## [What this task involves]
Among the entries below, which lines include the string "Debug"? Show each one.

## [Input for this task]
BEGIN

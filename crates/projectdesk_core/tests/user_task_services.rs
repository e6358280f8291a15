use projectdesk_core::db::open_db_in_memory;
use projectdesk_core::service::task_service::BLANK_TASK_TITLE_MESSAGE;
use projectdesk_core::service::user_service::BLANK_USERNAME_MESSAGE;
use projectdesk_core::{
    project_service, task_service, user_service, ProjectDto, ResponseBody, ServiceError,
    StatusCode, TaskDto, UserDto,
};
use uuid::Uuid;

#[test]
fn user_crud_roundtrip() {
    let conn = open_db_in_memory().unwrap();
    let users = user_service(&conn);

    let created = users.create_user(&UserDto::named("ada")).unwrap();
    let id = created.id.unwrap();
    assert_eq!(users.get_user(id).unwrap().username.as_deref(), Some("ada"));

    let replaced = users.replace_user(id, &UserDto::named("lovelace")).unwrap();
    assert_eq!(replaced.username.as_deref(), Some("lovelace"));

    let patched = users.patch_user(id, &UserDto::named("countess")).unwrap();
    assert_eq!(patched.status, StatusCode::Ok);
    assert_eq!(users.list_users().unwrap().len(), 1);

    users.delete_user(id).unwrap();
    assert!(matches!(
        users.get_user(id).unwrap_err(),
        ServiceError::NotFound { entity: "User", .. }
    ));
    assert!(matches!(
        users.delete_user(id).unwrap_err(),
        ServiceError::NotFound { .. }
    ));
}

#[test]
fn user_patch_rejects_blank_username() {
    let conn = open_db_in_memory().unwrap();
    let users = user_service(&conn);
    let id = users.create_user(&UserDto::named("grace")).unwrap().id.unwrap();

    let response = users.patch_user(id, &UserDto::named("  ")).unwrap();

    assert_eq!(response.status, StatusCode::BadRequest);
    assert_eq!(
        response.body,
        ResponseBody::Message(BLANK_USERNAME_MESSAGE.to_string())
    );
    assert_eq!(users.get_user(id).unwrap().username.as_deref(), Some("grace"));
}

#[test]
fn assigned_tasks_are_listed_per_user() {
    let conn = open_db_in_memory().unwrap();
    let projects = project_service(&conn);
    let users = user_service(&conn);
    let tasks = task_service(&conn);

    let project_id = projects
        .create_project(&ProjectDto::named("Apollo"))
        .unwrap()
        .id
        .unwrap();
    let user_id = users.create_user(&UserDto::named("ada")).unwrap().id.unwrap();
    projects.add_member(project_id, user_id).unwrap();

    let task = TaskDto {
        title: Some("telemetry".to_string()),
        project_id: Some(project_id),
        ..TaskDto::default()
    };
    let task_id = tasks.create_task(&task).unwrap().id.unwrap();
    tasks
        .create_task(&TaskDto {
            title: Some("unassigned".to_string()),
            ..TaskDto::default()
        })
        .unwrap();

    projects
        .assign_tasks_to_member(project_id, user_id, &[task_id])
        .unwrap();

    let assigned = users.list_assigned_tasks(user_id).unwrap();
    assert_eq!(assigned.len(), 1);
    assert_eq!(assigned[0].id, Some(task_id));
    assert_eq!(assigned[0].user_id, Some(user_id));
    assert_eq!(tasks.list_project_tasks(project_id).unwrap().len(), 1);
}

#[test]
fn task_create_requires_existing_project() {
    let conn = open_db_in_memory().unwrap();
    let tasks = task_service(&conn);
    let missing = Uuid::new_v4();

    let err = tasks
        .create_task(&TaskDto {
            title: Some("lost".to_string()),
            project_id: Some(missing),
            ..TaskDto::default()
        })
        .unwrap_err();

    assert!(matches!(err, ServiceError::NotFound { entity: "Project", id } if id == missing));
    assert!(tasks.list_tasks().unwrap().is_empty());
}

#[test]
fn task_create_ignores_incoming_assignee() {
    let conn = open_db_in_memory().unwrap();
    let tasks = task_service(&conn);

    let created = tasks
        .create_task(&TaskDto {
            title: Some("draft".to_string()),
            user_id: Some(Uuid::new_v4()),
            ..TaskDto::default()
        })
        .unwrap();

    assert_eq!(created.user_id, None);
}

#[test]
fn task_patch_and_delete() {
    let conn = open_db_in_memory().unwrap();
    let tasks = task_service(&conn);
    let id = tasks
        .create_task(&TaskDto {
            title: Some("first".to_string()),
            ..TaskDto::default()
        })
        .unwrap()
        .id
        .unwrap();

    let blank = tasks
        .patch_task(
            id,
            &TaskDto {
                title: Some(String::new()),
                ..TaskDto::default()
            },
        )
        .unwrap();
    assert_eq!(blank.status, StatusCode::BadRequest);
    assert_eq!(
        blank.body,
        ResponseBody::Message(BLANK_TASK_TITLE_MESSAGE.to_string())
    );

    let renamed = tasks
        .patch_task(
            id,
            &TaskDto {
                title: Some("second".to_string()),
                ..TaskDto::default()
            },
        )
        .unwrap();
    assert_eq!(renamed.into_data().unwrap().title.as_deref(), Some("second"));

    tasks.delete_task(id).unwrap();
    assert!(matches!(
        tasks.get_task(id).unwrap_err(),
        ServiceError::NotFound { entity: "Task", .. }
    ));
}
//! Task entity and DTO.
//!
//! # Invariants
//! - A task has at most one assignee (`user_id`).
//! - `project_id` is cleared by storage when the owning project is deleted.

use crate::model::project::ProjectId;
use crate::model::user::UserId;
use serde::{Deserialize, Serialize};
use uuid::Uuid;

/// Stable task identifier.
pub type TaskId = Uuid;

/// Stored task record.
#[derive(Debug, Clone, PartialEq, Eq, Serialize, Deserialize)]
pub struct Task {
    pub id: TaskId,
    pub title: String,
    pub project_id: Option<ProjectId>,
    /// Assignee. `None` until assigned to a project member.
    pub user_id: Option<UserId>,
    /// Unix epoch milliseconds taken from the SQLite clock on first insert.
    /// Rows inserted within the same millisecond share a value.
    pub created_at: i64,
}

impl Task {
    /// Creates an unassigned task with a generated id.
    pub fn new(title: impl Into<String>, project_id: Option<ProjectId>) -> Self {
        Self {
            id: Uuid::new_v4(),
            title: title.into(),
            project_id,
            user_id: None,
            created_at: 0,
        }
    }

    /// Sets the assignee.
    pub fn assign_to(&mut self, user_id: UserId) {
        self.user_id = Some(user_id);
    }

    pub fn is_assigned(&self) -> bool {
        self.user_id.is_some()
    }
}

/// Boundary projection of [`Task`].
#[derive(Debug, Clone, Default, PartialEq, Eq, Serialize, Deserialize)]
pub struct TaskDto {
    #[serde(default, skip_serializing_if = "Option::is_none")]
    pub id: Option<TaskId>,
    #[serde(default)]
    pub title: Option<String>,
    #[serde(default)]
    pub project_id: Option<ProjectId>,
    #[serde(default)]
    pub user_id: Option<UserId>,
}

impl From<Task> for TaskDto {
    fn from(task: Task) -> Self {
        Self {
            id: Some(task.id),
            title: Some(task.title),
            project_id: task.project_id,
            user_id: task.user_id,
        }
    }
}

END

## [Answer box]
#[derive(Debug, Clone, PartialEq, Eq, Serialize, Deserialize)]
#[derive(Debug, Clone, Default, PartialEq, Eq, Serialize, Deserialize)]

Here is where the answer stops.